**The task**
Please restate the data word for word, in full.

(Dataset entries)

::::::::::

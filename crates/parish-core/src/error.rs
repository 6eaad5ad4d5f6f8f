//! Error types for `parish-core`.

use thiserror::Error;

use crate::submission::SubmissionStatus;

#[derive(Debug, Error)]
pub enum Error {
  #[error("submission not found: {0}")]
  SubmissionNotFound(i64),

  #[error("parishioner not found: {0}")]
  ParishionerNotFound(i64),

  #[error("household not found: {0}")]
  HouseholdNotFound(i64),

  #[error("submission link not found: {0}")]
  LinkNotFound(i64),

  /// The submission was already approved or rejected.
  #[error("Submission {id} has already been processed (status: {status})")]
  AlreadyProcessed { id: i64, status: SubmissionStatus },

  #[error("submission {id} is not of type {expected}")]
  WrongSubmissionType { id: i64, expected: &'static str },

  #[error("Target parishioner not set for update submission {0}")]
  MissingTarget(i64),

  /// A date or field check failed. The message is shown to the reviewer as-is.
  #[error("{0}")]
  Validation(String),

  #[error("Cannot assign a person as their own {0}")]
  SelfRelationship(&'static str),

  #[error("Selected spouse ({spouse}) is already married to {partner}")]
  SpouseConflict { spouse: String, partner: String },

  /// `marry` was called while one side still points at a third party.
  #[error("parishioner {id} is still married to {partner_id}; sever that link first")]
  StaleSpouse { id: i64, partner_id: i64 },

  #[error("the link is not accepting submissions: {0}")]
  LinkUnavailable(crate::link::LinkStatus),

  #[error("counter overflow on link {0}")]
  CounterOverflow(i64),

  #[error("serialization error: {0}")]
  Serialization(#[from] serde_json::Error),
}

pub type Result<T, E = Error> = std::result::Result<T, E>;

/// Backend errors that may carry a domain [`Error`], so callers can tell a
/// conflict or validation failure apart from a storage fault.
pub trait AsDomainError {
  fn as_domain(&self) -> Option<&Error>;
}

impl AsDomainError for Error {
  fn as_domain(&self) -> Option<&Error> { Some(self) }
}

::::::::::

**Task solution**
filename crates/parish-core/src/error.rs
repository 6eaad5ad4d5f6f8f
//! Error types for `parish-core`.

use thiserror::Error;

use crate::submission::SubmissionStatus;

#[derive(Debug, Error)]
pub enum Error {
  #[error("submission not found: {0}")]
  SubmissionNotFound(i64),

  #[error("parishioner not found: {0}")]
  ParishionerNotFound(i64),

  #[error("household not found: {0}")]
  HouseholdNotFound(i64),

  #[error("submission link not found: {0}")]
  LinkNotFound(i64),

  /// The submission was already approved or rejected.
  #[error("Submission {id} has already been processed (status: {status})")]
  AlreadyProcessed { id: i64, status: SubmissionStatus },

  #[error("submission {id} is not of type {expected}")]
  WrongSubmissionType { id: i64, expected: &'static str },

  #[error("Target parishioner not set for update submission {0}")]
  MissingTarget(i64),

  /// A date or field check failed. The message is shown to the reviewer as-is.
  #[error("{0}")]
  Validation(String),

  #[error("Cannot assign a person as their own {0}")]
  SelfRelationship(&'static str),

  #[error("Selected spouse ({spouse}) is already married to {partner}")]
  SpouseConflict { spouse: String, partner: String },

  /// `marry` was called while one side still points at a third party.
  #[error("parishioner {id} is still married to {partner_id}; sever that link first")]
  StaleSpouse { id: i64, partner_id: i64 },

  #[error("the link is not accepting submissions: {0}")]
  LinkUnavailable(crate::link::LinkStatus),

  #[error("counter overflow on link {0}")]
  CounterOverflow(i64),

  #[error("serialization error: {0}")]
  Serialization(#[from] serde_json::Error),
}

pub type Result<T, E = Error> = std::result::Result<T, E>;

/// Backend errors that may carry a domain [`Error`], so callers can tell a
/// conflict or validation failure apart from a storage fault.
pub trait AsDomainError {
  fn as_domain(&self) -> Option<&Error>;
}

impl AsDomainError for Error {
  fn as_domain(&self) -> Option<&Error> { Some(self) }
}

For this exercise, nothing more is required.